The lectin extracted from the seeds of Salvia sclarea (SSL) recognizes the Tn antigen (GalNAc α1→Ser/Thr) expressed in certain human carcinomas. In previous studies, knowledge of the binding properties of SSL was restricted to GalNAcα1→ related oligosaccharides and glycopeptides. Thus, the requirements of functional groups in monosaccharide and high-density polyvalent carbohydrate structural units for SSL binding and an updated affinity profile were further evaluated by enzyme-linked lectinosorbent (ELLSA) and inhibition assays. Among the glycoproteins (gps) tested for interaction, a high density of exposed Tn-containing glycoproteins such as in the armadillo salivary Tn glycoprotein and asialo ovine salivary glycoprotein reacted best with SSL. When the gps were tested for inhibition of SSL binding, which was expressed as 50% nanogram inhibition, the high density polyvalent Tn present in macromolecules was the most potent inhibitor.
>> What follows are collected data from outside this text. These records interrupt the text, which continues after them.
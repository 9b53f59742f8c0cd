//!  Railgo Booking Agent
//!
//!  Copyright (C) 2026  Railgo Contributors
//!
//!  This program is free software: you can redistribute it and/or modify
//!  it under the terms of the GNU Affero General Public License as published by
//!  the Free Software Foundation, either version 3 of the License, or
//!  (at your option) any later version.
//!
//!  This program is distributed in the hope that it will be useful,
//!  but WITHOUT ANY WARRANTY; without even the implied warranty of
//!  MERCHANTABILITY or FITNESS FOR A PARTICULAR PURPOSE.  See the
//!  GNU Affero General Public License for more details.
//!
//!  You should have received a copy of the GNU Affero General Public License
//!  along with this program.  If not, see <http://www.gnu.org/licenses/>.

//! # Credential Codec
//!
//! Side-effect free transform from a plaintext credential to the wire form
//! the login endpoint expects: AES-128-CBC under a per-session key obtained
//! from the pre-login handshake, PKCS#7 padding, then base64 applied twice
//! (the backend decodes the outer layer before the inner one).
//!
//! The handshake call itself is performed by the session client; this module
//! only validates the negotiated key and runs the transform.

use aes::cipher::{block_padding::Pkcs7, BlockEncryptMut, KeyIvInit};
use base64::{engine::general_purpose::STANDARD, Engine as _};

use crate::errors::RailError;

type Aes128CbcEnc = cbc::Encryptor<aes::Aes128>;

/// The cipher key is its own IV source: first 16 bytes of the key text.
const KEY_LEN: usize = 16;

/// Encrypt a plaintext credential with the session key from the login
/// handshake. Deterministic for identical (credential, key) pairs.
pub fn encrypt_credential(credential: &str, session_key: &str) -> Result<String, RailError> {
    let key = session_key.as_bytes();
    if key.len() != KEY_LEN {
        return Err(RailError::Codec(format!(
            "handshake key must be {KEY_LEN} bytes, got {}",
            key.len()
        )));
    }
    let iv = &key[..KEY_LEN];

    let cipher = Aes128CbcEnc::new_from_slices(key, iv)
        .map_err(|e| RailError::Codec(format!("cipher setup failed: {e}")))?;
    let ciphertext = cipher.encrypt_padded_vec_mut::<Pkcs7>(credential.as_bytes());

    let inner = STANDARD.encode(&ciphertext);
    Ok(STANDARD.encode(inner.as_bytes()))
}
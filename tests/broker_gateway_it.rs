// std
use std::time::Duration as StdDuration;
// crates.io
use httpmock::prelude::*;
// self
use gateway_token_broker::{
	_preludet::*,
	body::BodyEncoding,
	broker::{BrokerOutcome, TokenOrigin},
	cache::TokenCache,
	config::BrokerConfig,
	context::RequestContext,
	decision::GrantKind,
	error::{ConfigError, TransportError},
	gateway::TerminalResponse,
	http::FORM_CONTENT_TYPE,
	obs::TraceSeverity,
	oauth2::http::HeaderMap,
	secret::TokenSecret,
};

const CLIENT_ID: &str = "gateway-client";
const CLIENT_SECRET: &str = "gateway-secret";
const GRANT_TYPE: &str = "client_credentials";

fn grant_context(server: &MockServer) -> RequestContext {
	RequestContext::new()
		.with("oidcClientId", CLIENT_ID)
		.with("oidcClientSecret", CLIENT_SECRET)
		.with("oidcGrantType", GRANT_TYPE)
		.with("oidcUrl", server.url("/token"))
}

#[tokio::test]
async fn refresh_grant_forwards_and_caches_token() {
	let server = MockServer::start_async().await;
	let (broker, cache, _) = build_reqwest_test_broker(BrokerConfig::default());
	let mock = server
		.mock_async(|when, then| {
			when.method(POST)
				.path("/token")
				.header("content-type", FORM_CONTENT_TYPE)
				.body("client_id=gateway-client&client_secret=gateway-secret&grant_type=client_credentials&refresh_token=r-1");
			then.status(200)
				.header("content-type", "application/json")
				.body("{\"access_token\":\"tok123\",\"token_type\":\"Bearer\",\"expires_in\":3600}");
		})
		.await;
	let mut ctx = grant_context(&server).with("oidcRefreshToken", "r-1");
	let outcome = broker.handle(&mut ctx).await.expect("Refresh grant should succeed.");

	mock.assert_async().await;

	match &outcome {
		BrokerOutcome::Authorized(authorization) => {
			assert_eq!(authorization.token.expose(), "tok123");
			assert_eq!(authorization.origin, TokenOrigin::TokenEndpoint(GrantKind::RefreshToken));
		},
		other => panic!("Unexpected outcome: {other:?}."),
	}

	let mut headers = HeaderMap::new();
	let mut response: Option<TerminalResponse> = None;

	outcome.apply(&mut headers, &mut response).expect("Outcome should apply to the gateway.");

	assert_eq!(
		headers.get("authorization").and_then(|value| value.to_str().ok()),
		Some("Bearer tok123")
	);
	assert!(response.is_none());

	let record = cache.record("cachedToken").expect("Token should be cached.");

	assert_eq!(record.token.expose(), "tok123");
	assert!(record.expires_at > OffsetDateTime::now_utc() + Duration::minutes(59));
	assert_eq!(ctx.get("bearerToken").and_then(|value| value.as_text()), Some("tok123"));
	assert_eq!(
		ctx.get("accessTokenResponseBody").map(|value| value.render()),
		Some("{\"access_token\":\"tok123\",\"expires_in\":3600,\"token_type\":\"Bearer\"}".to_owned())
	);
}

#[tokio::test]
async fn second_request_reuses_cached_token() {
	let server = MockServer::start_async().await;
	let (broker, _, _) = build_reqwest_test_broker(BrokerConfig::default());
	let mock = server
		.mock_async(|when, then| {
			when.method(POST).path("/token");
			then.status(200)
				.header("content-type", "application/json")
				.body("{\"access_token\":\"shared\"}");
		})
		.await;
	let first = broker
		.handle(&mut grant_context(&server).with("oidcScope", "api://app/.default"))
		.await
		.expect("First request should fetch a token.");
	let mut ctx = grant_context(&server).with("oidcScope", "api://app/.default");
	let second = broker.handle(&mut ctx).await.expect("Second request should hit the cache.");

	mock.assert_calls_async(1).await;

	assert!(matches!(
		first,
		BrokerOutcome::Authorized(ref authorization)
			if authorization.origin == TokenOrigin::TokenEndpoint(GrantKind::Scope)
	));
	assert!(matches!(
		second,
		BrokerOutcome::Authorized(ref authorization)
			if authorization.origin == TokenOrigin::Cache && authorization.token.expose() == "shared"
	));
	assert_eq!(ctx.get("successCachedToken").and_then(|value| value.as_text()), Some("shared"));
	assert!(!ctx.contains("requestBody"));
}

#[tokio::test]
async fn cached_token_is_forwarded_without_configuration() {
	let (broker, cache, traces) = build_reqwest_test_broker(BrokerConfig::default());

	<dyn TokenCache>::put(
		cache.as_ref(),
		"cachedToken",
		TokenSecret::new("abc"),
		Duration::minutes(5),
	)
	.await
	.expect("Seeding the cache should succeed.");

	let outcome =
		broker.handle(&mut RequestContext::new()).await.expect("Cached token should be forwarded.");

	assert!(matches!(
		outcome,
		BrokerOutcome::Authorized(ref authorization) if authorization.header_value() == "Bearer abc"
	));
	assert!(traces.traces().is_empty());
}

#[tokio::test]
async fn missing_configuration_returns_internal_error() {
	let (broker, _, traces) = build_reqwest_test_broker(BrokerConfig::default());
	let mut ctx = RequestContext::new().with("oidcClientId", CLIENT_ID);
	let outcome = broker.handle(&mut ctx).await.expect("Missing configuration is an outcome.");
	let mut headers = HashMap::<String, String>::new();
	let mut response: Option<TerminalResponse> = None;

	outcome.apply(&mut headers, &mut response).expect("Outcome should apply to the gateway.");

	assert!(headers.is_empty());
	assert_eq!(
		response,
		Some(TerminalResponse::new(
			500,
			"Internal Server error",
			"Internal Server error, please contact your admin"
		))
	);
	assert_eq!(
		traces.traces(),
		vec![(TraceSeverity::Error, "Missing variables in policy".to_owned())]
	);
}

#[tokio::test]
async fn upstream_failure_is_unauthorized_and_not_cached() {
	let server = MockServer::start_async().await;
	let (broker, cache, traces) = build_reqwest_test_broker(BrokerConfig::default());
	let mock = server
		.mock_async(|when, then| {
			when.method(POST)
				.path("/token")
				.header("content-type", FORM_CONTENT_TYPE)
				.body("client_id=gateway-client&client_secret=gateway-secret&grant_type=client_credentials");
			then.status(403).body("{\"error\":\"bad\"}");
		})
		.await;
	let outcome = broker
		.handle(&mut grant_context(&server))
		.await
		.expect("Upstream rejection is an outcome.");

	mock.assert_async().await;

	assert_eq!(
		outcome,
		BrokerOutcome::Rejected(TerminalResponse::new(401, "Unauthorized", "{\"error\":\"bad\"}"))
	);
	assert!(cache.is_empty());
	assert!(
		traces
			.traces()
			.iter()
			.any(|(severity, message)| *severity == TraceSeverity::Error && message.contains("403"))
	);
}

#[tokio::test]
async fn ok_without_access_token_is_unauthorized() {
	let server = MockServer::start_async().await;
	let (broker, cache, _) = build_reqwest_test_broker(BrokerConfig::default());
	let _mock = server
		.mock_async(|when, then| {
			when.method(POST).path("/token");
			then.status(200).body("{\"token_type\":\"Bearer\"}");
		})
		.await;
	let outcome =
		broker.handle(&mut grant_context(&server)).await.expect("Missing token is an outcome.");

	assert_eq!(
		outcome,
		BrokerOutcome::Rejected(TerminalResponse::new(
			401,
			"Unauthorized",
			"{\"token_type\":\"Bearer\"}"
		))
	);
	assert!(cache.is_empty());
}

#[tokio::test]
async fn slow_endpoint_times_out() {
	let server = MockServer::start_async().await;
	let (broker, cache, traces) = build_reqwest_test_broker(BrokerConfig::default());
	let _mock = server
		.mock_async(|when, then| {
			when.method(POST).path("/token");
			then.status(200)
				.delay(StdDuration::from_millis(1_000))
				.body("{\"access_token\":\"late\"}");
		})
		.await;
	let err = broker
		.handle(&mut grant_context(&server).with("policy-timeout", 100_i64))
		.await
		.expect_err("Dispatch should time out.");

	assert!(matches!(err, Error::Transport(TransportError::Timeout { timeout_ms: 100 })));
	assert!(cache.is_empty());
	assert_eq!(traces.traces().len(), 1);
}

#[tokio::test]
async fn malformed_timeout_never_dispatches() {
	let server = MockServer::start_async().await;
	let (broker, _, _) = build_reqwest_test_broker(BrokerConfig::default());
	let mock = server
		.mock_async(|when, then| {
			when.method(POST).path("/token");
			then.status(200).body("{\"access_token\":\"unused\"}");
		})
		.await;
	let err = broker
		.handle(&mut grant_context(&server).with("policy-timeout", "soon"))
		.await
		.expect_err("Malformed timeout should fail.");

	assert!(matches!(err, Error::Config(ConfigError::TimeoutMalformed { .. })));

	mock.assert_calls_async(0).await;
}

#[tokio::test]
async fn form_encoding_is_applied_on_the_wire() {
	let server = MockServer::start_async().await;
	let config = BrokerConfig::builder()
		.body_encoding(BodyEncoding::FormUrlEncoded)
		.build()
		.expect("Form-encoded configuration should be valid.");
	let (broker, _, _) = build_reqwest_test_broker(config);
	let mock = server
		.mock_async(|when, then| {
			when.method(POST).path("/token").body(
				"client_id=gateway-client&client_secret=gateway-secret&grant_type=client_credentials&scope=api%3A%2F%2Fapp%2F.default+openid",
			);
			then.status(200).body("{\"access_token\":\"encoded\"}");
		})
		.await;
	let outcome = broker
		.handle(&mut grant_context(&server).with("oidcScope", "api://app/.default openid"))
		.await
		.expect("Form-encoded scope grant should succeed.");

	mock.assert_async().await;

	assert!(outcome.is_authorized());
}
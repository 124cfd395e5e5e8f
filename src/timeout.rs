//! Outbound dispatch timeout resolution.

// std
use std::time::Duration as StdDuration;
// self
use crate::{
	_prelude::*,
	context::{ContextValue, RequestContext},
	error::ConfigError,
};

/// Resolves the token endpoint timeout for a request.
#[derive(Clone, Debug)]
pub struct TimeoutPolicy {
	variable: String,
	default_ms: u64,
}
impl TimeoutPolicy {
	/// Timeout applied when the context does not override it.
	pub const DEFAULT_TIMEOUT_MS: u64 = 30_000;

	/// Creates a policy reading `variable` and falling back to `default_ms`.
	pub fn new(variable: impl Into<String>, default_ms: u64) -> Self {
		Self { variable: variable.into(), default_ms }
	}

	/// Returns the fallback timeout in milliseconds.
	pub fn default_ms(&self) -> u64 {
		self.default_ms
	}

	/// Resolves the timeout in milliseconds.
	///
	/// A present but unusable value is an error rather than a silent fallback.
	pub fn resolve(&self, ctx: &RequestContext) -> Result<u64, ConfigError> {
		let Some(value) = ctx.get(&self.variable) else {
			return Ok(self.default_ms);
		};
		let millis = match value {
			ContextValue::Integer(raw) => Some(*raw),
			ContextValue::Text(raw) => raw.trim().parse::<i64>().ok(),
			ContextValue::Json(raw) =>
				raw.as_i64().or_else(|| raw.as_str().and_then(|s| s.trim().parse().ok())),
			ContextValue::Response(_) => None,
		};

		match millis {
			Some(ms) if ms > 0 && ms <= i64::from(i32::MAX) => Ok(ms as u64),
			_ => Err(ConfigError::TimeoutMalformed {
				name: self.variable.clone(),
				value: value.render(),
			}),
		}
	}

	/// Resolves the timeout as a [`std::time::Duration`] for transports.
	pub fn resolve_duration(&self, ctx: &RequestContext) -> Result<StdDuration, ConfigError> {
		self.resolve(ctx).map(StdDuration::from_millis)
	}
}
impl Default for TimeoutPolicy {
	fn default() -> Self {
		Self::new("policy-timeout", Self::DEFAULT_TIMEOUT_MS)
	}
}
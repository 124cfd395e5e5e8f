//! Observability helpers for the broker.
//!
//! # Feature Flags
//!
//! - Enable `tracing` to emit spans named `gateway_token_broker.handle` with the `decision`
//!   field, and to forward [`TraceSink`] events from [`TracingTraceSink`].
//! - Enable `metrics` to increment the `gateway_token_broker_request_total` counter for every
//!   attempt/authorized/rejected/failure, labeled by `decision` + `outcome`.

mod metrics;
mod trace;
mod tracing;

pub use metrics::*;
pub use trace::*;
pub use tracing::*;

// self
use crate::_prelude::*;

/// Outcome labels recorded for each request.
#[derive(Clone, Copy, Debug, PartialEq, Eq, Hash)]
pub enum RequestOutcome {
	/// Entry to [`TokenBroker::handle`](crate::broker::TokenBroker::handle).
	Attempt,
	/// A bearer token was forwarded.
	Authorized,
	/// A terminal error response was produced.
	Rejected,
	/// An error propagated back to the caller.
	Failure,
}
impl RequestOutcome {
	/// Returns a stable label suitable for span or metric fields.
	pub const fn as_str(self) -> &'static str {
		match self {
			RequestOutcome::Attempt => "attempt",
			RequestOutcome::Authorized => "authorized",
			RequestOutcome::Rejected => "rejected",
			RequestOutcome::Failure => "failure",
		}
	}
}
impl Display for RequestOutcome {
	fn fmt(&self, f: &mut Formatter) -> FmtResult {
		f.write_str(self.as_str())
	}
}
//! Transport primitives for token endpoint dispatch.
//!
//! [`TokenEndpointClient`] is the broker's only dependency on an HTTP stack. Requests and
//! responses use the `http` types re-exported by `oauth2`, so gateways can plug in whichever
//! client they already run. Implementations must enforce the per-request timeout and must
//! surface transport failures as errors instead of synthesizing responses.

// std
#[cfg(feature = "reqwest")] use std::ops::Deref;
use std::time::Duration as StdDuration;
// crates.io
use oauth2::{
	HttpRequest, HttpResponse,
	http::{
		Method,
		header::{CONTENT_TYPE, HeaderValue},
	},
};
// self
use crate::{_prelude::*, error::ConfigError};
#[cfg(feature = "reqwest")] use crate::error::TransportError;

/// Media type of every token request body.
pub const FORM_CONTENT_TYPE: &str = "application/x-www-form-urlencoded";

/// Boxed future returned by [`TokenEndpointClient::dispatch`].
pub type DispatchFuture<'a> = Pin<Box<dyn Future<Output = Result<HttpResponse>> + 'a + Send>>;

/// Abstraction over HTTP transports able to POST token requests.
pub trait TokenEndpointClient
where
	Self: 'static + Send + Sync,
{
	/// Sends `request` and resolves with the endpoint's response.
	///
	/// The future must fail with [`TransportError::Timeout`](crate::error::TransportError::Timeout)
	/// once `timeout` elapses, and non-2xx statuses are responses, not errors.
	fn dispatch(&self, request: HttpRequest, timeout: StdDuration) -> DispatchFuture<'_>;
}

/// Builds the `POST` token request for `endpoint` carrying the form-encoded `body`.
pub fn token_request(endpoint: &Url, body: String) -> Result<HttpRequest, ConfigError> {
	let request = oauth2::http::Request::builder()
		.method(Method::POST)
		.uri(endpoint.as_str())
		.header(CONTENT_TYPE, HeaderValue::from_static(FORM_CONTENT_TYPE))
		.body(body.into_bytes())?;

	Ok(request)
}

/// Thin wrapper around [`ReqwestClient`] so shared HTTP behavior lives in one place.
///
/// Token requests should not follow redirects, matching OAuth 2.0 guidance that token
/// endpoints return results directly instead of delegating to another URI.
#[cfg(feature = "reqwest")]
#[derive(Clone, Debug)]
pub struct ReqwestHttpClient(pub ReqwestClient);
#[cfg(feature = "reqwest")]
impl ReqwestHttpClient {
	/// Builds a client with redirects disabled.
	pub fn new() -> Result<Self, ConfigError> {
		let client = ReqwestClient::builder().redirect(reqwest::redirect::Policy::none()).build()?;

		Ok(Self(client))
	}

	/// Wraps an existing reqwest [`ReqwestClient`].
	pub fn with_client(client: ReqwestClient) -> Self {
		Self(client)
	}
}
#[cfg(feature = "reqwest")]
impl AsRef<ReqwestClient> for ReqwestHttpClient {
	fn as_ref(&self) -> &ReqwestClient {
		&self.0
	}
}
#[cfg(feature = "reqwest")]
impl Deref for ReqwestHttpClient {
	type Target = ReqwestClient;

	fn deref(&self) -> &Self::Target {
		&self.0
	}
}
#[cfg(feature = "reqwest")]
impl TokenEndpointClient for ReqwestHttpClient {
	fn dispatch(&self, request: HttpRequest, timeout: StdDuration) -> DispatchFuture<'_> {
		let client = self.0.clone();

		Box::pin(async move {
			let timeout_ms = u64::try_from(timeout.as_millis()).unwrap_or(u64::MAX);
			let map_err = |e: ReqwestError| -> Error {
				if e.is_timeout() {
					TransportError::Timeout { timeout_ms }.into()
				} else {
					TransportError::from(e).into()
				}
			};
			let mut request = reqwest::Request::try_from(request).map_err(ConfigError::from)?;

			*request.timeout_mut() = Some(timeout);

			let response = client.execute(request).await.map_err(map_err)?;
			let status = response.status();
			let headers = response.headers().to_owned();
			let mut response_new = HttpResponse::new(response.bytes().await.map_err(map_err)?.to_vec());

			*response_new.status_mut() = status;
			*response_new.headers_mut() = headers;

			Ok(response_new)
		})
	}
}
Among the monosaccharide and carbohydrate structural units studied, which were expressed as nanomole inhibition, GalNAc α1→3GalNAc β1→3Gal α1→4Gal β1→4Glc (Fp), GalNAc α1→3Gal β1→4Glc (A _L ), GalNAc α1→3GalNAc β1→Me (F _β), GalNAc α1→3GalNAc α1→Me (F _α) and GalNAc α1→ Ser/Thr (Tn) were the most active ligands, being 2.5–5.0× 10³ and 1.25–2.5 times more active than Gal and GalNAc, respectively. From the results, it is suggested that the combining site of SSL is a shallow groove type, recognizing the monosaccharide of GalNAc as the major binding site or Tn up to the Forssman pentasaccharide (Fp). It can be concluded that the three critical factors for SSL binding are the –NH CH₃CO at carbon-2 in Gal, the configuration of carbon-3 in GalNAc, and the polyvalent Tn (GalNAc α1→Ser/Thr) present in macromolecules. These results should assist in understanding the glyco-recognition factors involved in carbohydrate–lectin interactions in biological processes. The effect of the polyvalent F _α, F _β and GalNAc β1→3Gal α1→ (P _α) glycotopes on binding should be examined. However, this is hampered by the lack of availability of suitable reagents.